5 Steps to Attracting Clients with Customer-centric Copy

What do successful marketers have that lesser businesses lack?

Ability to attract.

The charisma that makes them irresistible to prospective clients and customers. It seems like some mysterious quality that either you have - or you don’t.

But that’s not the case. The reality, is quite simple.

Focus on meeting your customers needs and they will flock to you in their droves.

I’ll ask you another question:

How do you attract anyone in life - be it customers, friends or a romantic partner?

You be what they are looking for. You show them how life with you will be better than without. And you do this by persuading through their emotions, not rationally. At least not at first.

How do you stimulate those emotional juices so they flood with admiration for you and your service?

  1. Focus on the audience directly

I have a friend who is naturally charismatic. When we first met and hung out down my local folk club, within an hour I joked that he was my ‘best pal.’

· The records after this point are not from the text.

//! Event labels: the closed set of event kinds.

use super::types::{Address, BlockReason, EventId, FenceKind, Location, MemoryOrder, RmwOp, ThreadId, Value};
use serde::{Deserialize, Serialize};
use std::fmt;

/// Whether an `Assume` came from user code or from a summarised spin loop.
#[derive(Debug, Clone, Copy, PartialEq, Eq, Hash, Serialize, Deserialize)]
#[serde(rename_all = "snake_case")]
pub enum AssumeKind {
    /// Written by the program author
    User,
    /// Produced by spin-loop summarisation
    Spinloop,
}

/// Annotation events carry facts about the program rather than accesses.
#[derive(Debug, Clone, PartialEq, Eq, Hash, Serialize, Deserialize)]
#[serde(rename_all = "snake_case")]
pub enum Annotation {
    /// Blocks the thread when `holds` is false
    Assume {
        /// Evaluated condition
        holds: bool,
        /// Origin of the assumption
        kind: AssumeKind,
    },
    /// Assertion; `holds == false` is a violation
    Assert {
        /// Evaluated condition
        holds: bool,
        /// Message reported on failure
        message: String,
    },
    /// The next `ThreadCreate` spawns a mirror of the given thread
    SpawnSymmetric(ThreadId),
    /// The next RMW is helped by a `HelpingCas` with the same key
    HelpedCas(u32),
    /// The next RMW helps a `HelpedCas` with the same key
    HelpingCas(u32),
    /// Persistency barrier
    PersistencyBarrier,
    /// Marks the start of a recovery routine
    RecoveryRoutine,
    /// The next write must stay coherence-maximal
    FinalWrite,
}

/// What happened at an event.
#[derive(Debug, Clone, PartialEq, Eq, Hash, Serialize, Deserialize)]
#[serde(rename_all = "snake_case")]
pub enum EventLabel {
    /// Load
    Read {
        /// Target
        loc: Location,
        /// Memory order
        order: MemoryOrder,
    },
    /// Store
    Write {
        /// Target
        loc: Location,
        /// Stored value
        value: Value,
        /// Memory order
        order: MemoryOrder,
    },
    /// Atomic read-modify-write
    ReadModifyWrite {
        /// Target
        loc: Location,
        /// Operation applied to the value read
        op: RmwOp,
        /// Memory order
        order: MemoryOrder,
    },
    /// Fence or RCU primitive
    Fence(FenceKind),
    /// Spawns a thread running `entry(arg)`
    ThreadCreate {
        /// Entry point understood by the source
        entry: usize,
        /// Argument
        arg: Value,
    },
    /// Waits for `thread` to finish
    ThreadJoin {
        /// Joined thread
        thread: ThreadId,
    },
    /// Mutex acquisition
    LockAcquire {
        /// Lock word
        addr: Address,
    },
    /// Mutex release
    LockRelease {
        /// Lock word
        addr: Address,
    },
    /// Heap allocation
    Malloc {
        /// Bytes
        size: u64,
    },
    /// Heap deallocation
    Free {
        /// Block start
        addr: Address,
    },
    /// Annotation
    Annotation(Annotation),
    /// First event of every thread; links to the creating event
    ThreadStart {
        /// Creating `ThreadCreate`, `None` for initial threads
        parent: Option<EventId>,
    },
    /// Appended when the source reports `Done`
    ThreadFinish,
    /// The thread cannot progress on this branch
    Block(BlockReason),
}

impl EventLabel {
    /// Labels only the core may create
    pub const fn is_internal(&self) -> bool {
        matches!(self, Self::ThreadStart { .. } | Self::ThreadFinish | Self::Block(_))
    }

    /// Memory location touched by the event, lock words included
    pub const fn location(&self) -> Option<Location> {
        match self {
            Self::Read { loc, .. } | Self::Write { loc, .. } | Self::ReadModifyWrite { loc, .. } => {
                Some(*loc)
            }
            Self::LockAcquire { addr } | Self::LockRelease { addr } => Some(Location::lock(*addr)),
            _ => None,
        }
    }

    /// Memory order of the access, with locks as acquire/release
    pub const fn order(&self) -> Option<MemoryOrder> {
        match self {
            Self::Read { order, .. } | Self::Write { order, .. } | Self::ReadModifyWrite { order, .. } => {
                Some(*order)
            }
            Self::LockAcquire { .. } => Some(MemoryOrder::Acquire),
            Self::LockRelease { .. } => Some(MemoryOrder::Release),
            _ => None,
        }
    }

    /// RMW operation; a lock acquisition is a CAS from 0 to 1
    pub const fn rmw_op(&self) -> Option<RmwOp> {
        match self {
            Self::ReadModifyWrite { op, .. } => Some(*op),
            Self::LockAcquire { .. } => Some(RmwOp::CompareExchange { expected: 0, new: 1 }),
            _ => None,
        }
    }

    /// The annotation carried, if any
    pub const fn annotation(&self) -> Option<&Annotation> {
        match self {
            Self::Annotation(a) => Some(a),
            _ => None,
        }
    }

    /// Whether two labels describe the same action.
    ///
    /// `ThreadStart` parents are ignored so that mirrored threads compare
    /// equal.
    pub fn mirrors(&self, other: &Self) -> bool {
        match (self, other) {
            (Self::ThreadStart { .. }, Self::ThreadStart { .. }) => true,
            _ => self == other,
        }
    }

    /// Short kind name used in reports
    pub const fn kind_name(&self) -> &'static str {
        match self {
            Self::Read { .. } => "read",
            Self::Write { .. } => "write",
            Self::ReadModifyWrite { .. } => "rmw",
            Self::Fence(_) => "fence",
            Self::ThreadCreate { .. } => "create",
            Self::ThreadJoin { .. } => "join",
            Self::LockAcquire { .. } => "lock",
            Self::LockRelease { .. } => "unlock",
            Self::Malloc { .. } => "malloc",
            Self::Free { .. } => "free",
            Self::Annotation(_) => "annotation",
            Self::ThreadStart { .. } => "start",
            Self::ThreadFinish => "finish",
            Self::Block(_) => "block",
        }
    }
}

impl fmt::Display for EventLabel {
    fn fmt(&self, f: &mut fmt::Formatter<'_>) -> fmt::Result {
        match self {
            Self::Read { loc, order } => write!(f, "R{order:?}({})", loc.addr),
            Self::Write { loc, value, order } => write!(f, "W{order:?}({}, {value})", loc.addr),
            Self::ReadModifyWrite { loc, op, order } => write!(f, "U{order:?}({}, {op:?})", loc.addr),
            Self::Fence(kind) => write!(f, "F({kind:?})"),
            Self::ThreadCreate { entry, arg } => write!(f, "create({entry}, {arg})"),
            Self::ThreadJoin { thread } => write!(f, "join({thread})"),
            Self::LockAcquire { addr } => write!(f, "lock({addr})"),
            Self::LockRelease { addr } => write!(f, "unlock({addr})"),
            Self::Malloc { size } => write!(f, "malloc({size})"),
            Self::Free { addr } => write!(f, "free({addr})"),
            Self::Annotation(a) => write!(f, "{a:?}"),
            Self::ThreadStart { .. } => write!(f, "start"),
            Self::ThreadFinish => write!(f, "finish"),
            Self::Block(reason) => write!(f, "block({reason:?})"),
        }
    }
}

#[cfg(test)]
mod tests {
    use super::*;

    #[test]
    fn test_lock_is_cas_on_lock_word() {
        let lock = EventLabel::LockAcquire { addr: Address(0x40) };
        assert_eq!(lock.location(), Some(Location::lock(Address(0x40))));
        assert_eq!(lock.order(), Some(MemoryOrder::Acquire));
        assert_eq!(lock.rmw_op().and_then(|op| op.apply(0)), Some(1));
        assert_eq!(lock.rmw_op().and_then(|op| op.apply(1)), None);
    }

    #[test]
    fn test_starts_mirror_regardless_of_parent() {
        let a = EventLabel::ThreadStart { parent: None };
        let b = EventLabel::ThreadStart { parent: Some(EventId::new(ThreadId(0), 1)) };
        assert!(a.mirrors(&b));
        assert!(!EventLabel::ThreadFinish.mirrors(&a));
    }
}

And he has become a dear friend in time, but I bet many others feel the same way about this person. Why? Because in conversation he always asks me about myself. He seems genuinely interested. And I’ve seen him do this with other people too.

By focusing his attention on his audience he makes them feel good. People like feeling good, funnily enough, so they will stick around a person that does this. Make your audience feel good and they will like you too, you gorgeous blog reader (Caveat: people will sniff out when you are disingenuous).

2. Be the solution

What are customers looking for? I’ve said it before (and this is also no secret - nor is it something I came up with) and I’ll say it again. They are looking for a solution to a problem. Which is why you have to know exactly how your product or service helps them.

This means your copy can’t just list a bunch of details about what your product is and does (features) you need to extract the benefits - the why it’s meaningful to them. Here’s a post that will tell you more on this.

3. Be specific

When you are too general, you attract no one. It’s in specifically directing your copy at the right audience that you get the results you want.

Did you ever hear the phrase ‘Something for everyone?’ Usually on posters advertising some overly commercial Christmas fair, trying to lure in the unsuspecting general public with vague promises of fun, shiny, happy times?

It often means loud, overpriced attractions and inedible junk food that the kids will merrily consume at the time but leave them with a tummy ache later.

When I hear ‘Something for Everyone!’ I think ‘Nothing for Me.’ And the same goes for your customers.

4. Address the ‘you.’

Your thought your website was all about you, right? Wrong!

What is the most powerful word in copy writing?

You.

Although you must clearly convey who you are and what you do in your website, in order to do that you focus on your customer. We call this being ‘customer centric.’

The first thing to do is have a look at your copy, and where you see a lot of ‘I’ or ‘we’ think about whether you could turn it around and say ‘you.’

5. Make your customer the protagonist.

If you think of your website as telling a story about your business, it must relate directly to your customer. Your customer is most interested in why you run the business, and what’s in it for them.

Each element of your website should address this ‘why.’ Even your ‘About’ page. Especially your ‘About’ page, because that’s your chance to show them how only you are the solution to their problem.

Here’s a final one that I thought I would add as I sit here against the clock, trying to get finished before my children get out of bed and we start another day in quarantine.

Build a rapport through sharing a piece of yourself

Copywriter Gary Halbert wrote a series of letters to his son while in prison which you can get as a book called ‘The Boron Letters.’ It is basically a copywriting manual. His writing is a very good example of how to build rapport through addressing the reader directly but he also weaves in his opinions and emotions. Hopes and fears. He offers a slice of himself, without being needy.

You can do this by offering insights to why you do what you do.

That’s it for today, I hear the pitter-patter of feet scampering towards the living room door. Time to get into Mummy mode.